Collected data:
—————
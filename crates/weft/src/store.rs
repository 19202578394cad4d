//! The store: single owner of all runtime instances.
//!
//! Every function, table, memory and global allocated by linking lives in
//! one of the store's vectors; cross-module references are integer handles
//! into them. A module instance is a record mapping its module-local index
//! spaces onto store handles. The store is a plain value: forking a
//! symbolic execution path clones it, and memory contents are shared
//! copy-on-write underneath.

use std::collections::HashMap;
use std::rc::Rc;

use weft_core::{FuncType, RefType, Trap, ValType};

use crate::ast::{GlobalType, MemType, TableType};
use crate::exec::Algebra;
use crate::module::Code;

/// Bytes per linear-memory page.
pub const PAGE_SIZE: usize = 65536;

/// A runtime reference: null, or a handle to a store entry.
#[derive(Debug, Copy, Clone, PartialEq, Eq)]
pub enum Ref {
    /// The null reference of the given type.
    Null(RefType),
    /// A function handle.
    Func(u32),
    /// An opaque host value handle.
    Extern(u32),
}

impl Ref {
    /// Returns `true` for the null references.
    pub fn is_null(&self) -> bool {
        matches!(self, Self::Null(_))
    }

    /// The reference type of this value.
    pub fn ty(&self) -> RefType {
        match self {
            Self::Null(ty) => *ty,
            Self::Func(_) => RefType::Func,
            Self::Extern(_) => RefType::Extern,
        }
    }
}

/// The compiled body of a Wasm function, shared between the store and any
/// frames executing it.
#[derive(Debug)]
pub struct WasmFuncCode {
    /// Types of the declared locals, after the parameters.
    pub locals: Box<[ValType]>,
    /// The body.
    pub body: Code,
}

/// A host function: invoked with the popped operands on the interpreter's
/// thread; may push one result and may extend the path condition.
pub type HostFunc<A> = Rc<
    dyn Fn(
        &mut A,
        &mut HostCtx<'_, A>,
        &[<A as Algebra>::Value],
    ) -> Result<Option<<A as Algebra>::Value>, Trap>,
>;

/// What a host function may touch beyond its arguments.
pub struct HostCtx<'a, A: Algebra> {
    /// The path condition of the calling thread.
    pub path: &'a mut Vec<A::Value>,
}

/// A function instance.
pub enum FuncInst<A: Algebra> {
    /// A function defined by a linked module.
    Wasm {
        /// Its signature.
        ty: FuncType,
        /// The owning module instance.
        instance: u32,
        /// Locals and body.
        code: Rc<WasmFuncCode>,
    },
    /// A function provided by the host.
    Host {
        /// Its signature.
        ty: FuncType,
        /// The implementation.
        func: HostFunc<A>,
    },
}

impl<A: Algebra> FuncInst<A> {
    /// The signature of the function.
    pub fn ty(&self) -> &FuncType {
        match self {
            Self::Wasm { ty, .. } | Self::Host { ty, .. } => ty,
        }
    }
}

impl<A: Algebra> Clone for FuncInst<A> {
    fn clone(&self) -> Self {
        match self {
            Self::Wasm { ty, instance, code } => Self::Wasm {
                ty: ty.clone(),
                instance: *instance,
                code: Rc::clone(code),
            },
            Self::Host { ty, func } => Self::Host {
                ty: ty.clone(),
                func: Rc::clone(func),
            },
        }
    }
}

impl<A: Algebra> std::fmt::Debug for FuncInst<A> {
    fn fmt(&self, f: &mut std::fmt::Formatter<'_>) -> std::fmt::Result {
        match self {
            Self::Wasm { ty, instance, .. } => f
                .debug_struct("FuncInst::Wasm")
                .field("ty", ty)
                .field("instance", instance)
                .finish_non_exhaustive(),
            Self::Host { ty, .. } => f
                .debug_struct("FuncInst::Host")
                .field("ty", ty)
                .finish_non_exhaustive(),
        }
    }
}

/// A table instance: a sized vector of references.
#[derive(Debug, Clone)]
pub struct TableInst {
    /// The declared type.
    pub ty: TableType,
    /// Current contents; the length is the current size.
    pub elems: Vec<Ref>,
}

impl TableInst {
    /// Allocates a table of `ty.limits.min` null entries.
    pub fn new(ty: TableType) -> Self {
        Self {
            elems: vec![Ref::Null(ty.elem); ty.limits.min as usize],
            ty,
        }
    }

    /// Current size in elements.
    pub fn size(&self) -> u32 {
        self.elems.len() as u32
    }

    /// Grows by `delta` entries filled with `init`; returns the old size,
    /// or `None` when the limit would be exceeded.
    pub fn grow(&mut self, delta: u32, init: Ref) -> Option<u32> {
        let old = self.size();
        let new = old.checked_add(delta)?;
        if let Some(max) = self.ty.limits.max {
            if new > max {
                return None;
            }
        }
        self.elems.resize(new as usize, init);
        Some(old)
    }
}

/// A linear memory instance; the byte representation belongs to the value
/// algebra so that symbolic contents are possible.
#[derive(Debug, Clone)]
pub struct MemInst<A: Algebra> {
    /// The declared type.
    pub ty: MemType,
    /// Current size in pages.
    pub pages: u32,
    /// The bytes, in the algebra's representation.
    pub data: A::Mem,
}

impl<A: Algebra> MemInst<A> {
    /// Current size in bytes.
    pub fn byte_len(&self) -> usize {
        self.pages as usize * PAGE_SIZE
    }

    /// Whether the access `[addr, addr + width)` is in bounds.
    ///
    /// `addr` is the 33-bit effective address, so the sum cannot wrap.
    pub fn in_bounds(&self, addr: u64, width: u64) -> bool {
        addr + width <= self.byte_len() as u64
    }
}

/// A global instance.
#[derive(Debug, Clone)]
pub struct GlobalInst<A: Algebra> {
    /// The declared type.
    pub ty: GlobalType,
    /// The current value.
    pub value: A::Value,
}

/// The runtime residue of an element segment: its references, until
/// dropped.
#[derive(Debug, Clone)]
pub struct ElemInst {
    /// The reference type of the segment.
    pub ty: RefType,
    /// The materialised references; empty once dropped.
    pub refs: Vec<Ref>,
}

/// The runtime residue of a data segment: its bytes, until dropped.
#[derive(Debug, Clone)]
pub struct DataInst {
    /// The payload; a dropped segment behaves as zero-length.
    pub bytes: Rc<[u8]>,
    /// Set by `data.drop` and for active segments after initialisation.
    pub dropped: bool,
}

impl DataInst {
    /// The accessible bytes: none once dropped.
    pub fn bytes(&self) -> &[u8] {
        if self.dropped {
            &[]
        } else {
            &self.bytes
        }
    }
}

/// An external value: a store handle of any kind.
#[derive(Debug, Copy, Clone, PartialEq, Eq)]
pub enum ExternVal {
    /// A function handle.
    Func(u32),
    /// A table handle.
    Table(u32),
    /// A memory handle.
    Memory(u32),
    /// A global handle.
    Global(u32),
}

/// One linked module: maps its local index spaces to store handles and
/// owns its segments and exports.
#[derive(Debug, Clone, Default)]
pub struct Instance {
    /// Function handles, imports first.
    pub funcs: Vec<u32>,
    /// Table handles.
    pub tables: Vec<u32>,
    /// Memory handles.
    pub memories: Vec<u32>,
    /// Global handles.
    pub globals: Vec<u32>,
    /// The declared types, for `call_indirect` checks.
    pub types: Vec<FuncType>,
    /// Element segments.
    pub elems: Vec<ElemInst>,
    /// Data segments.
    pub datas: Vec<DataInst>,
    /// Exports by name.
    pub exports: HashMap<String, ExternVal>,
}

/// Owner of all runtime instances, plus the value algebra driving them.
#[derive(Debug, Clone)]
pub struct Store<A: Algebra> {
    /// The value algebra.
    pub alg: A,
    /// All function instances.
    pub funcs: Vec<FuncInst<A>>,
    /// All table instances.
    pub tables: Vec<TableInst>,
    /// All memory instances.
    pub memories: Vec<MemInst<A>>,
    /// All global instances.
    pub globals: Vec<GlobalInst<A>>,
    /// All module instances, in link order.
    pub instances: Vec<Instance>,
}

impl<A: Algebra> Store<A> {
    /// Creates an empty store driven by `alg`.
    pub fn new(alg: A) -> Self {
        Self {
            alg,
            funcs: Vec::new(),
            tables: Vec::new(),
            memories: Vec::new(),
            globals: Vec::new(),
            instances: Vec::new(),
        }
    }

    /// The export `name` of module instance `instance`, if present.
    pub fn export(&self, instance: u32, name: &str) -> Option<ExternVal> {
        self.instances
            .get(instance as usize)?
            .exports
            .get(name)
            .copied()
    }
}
—————
Problem details:
Within this data, count the lines that include the string "FuncType" and write the number with nothing else.

Response:
5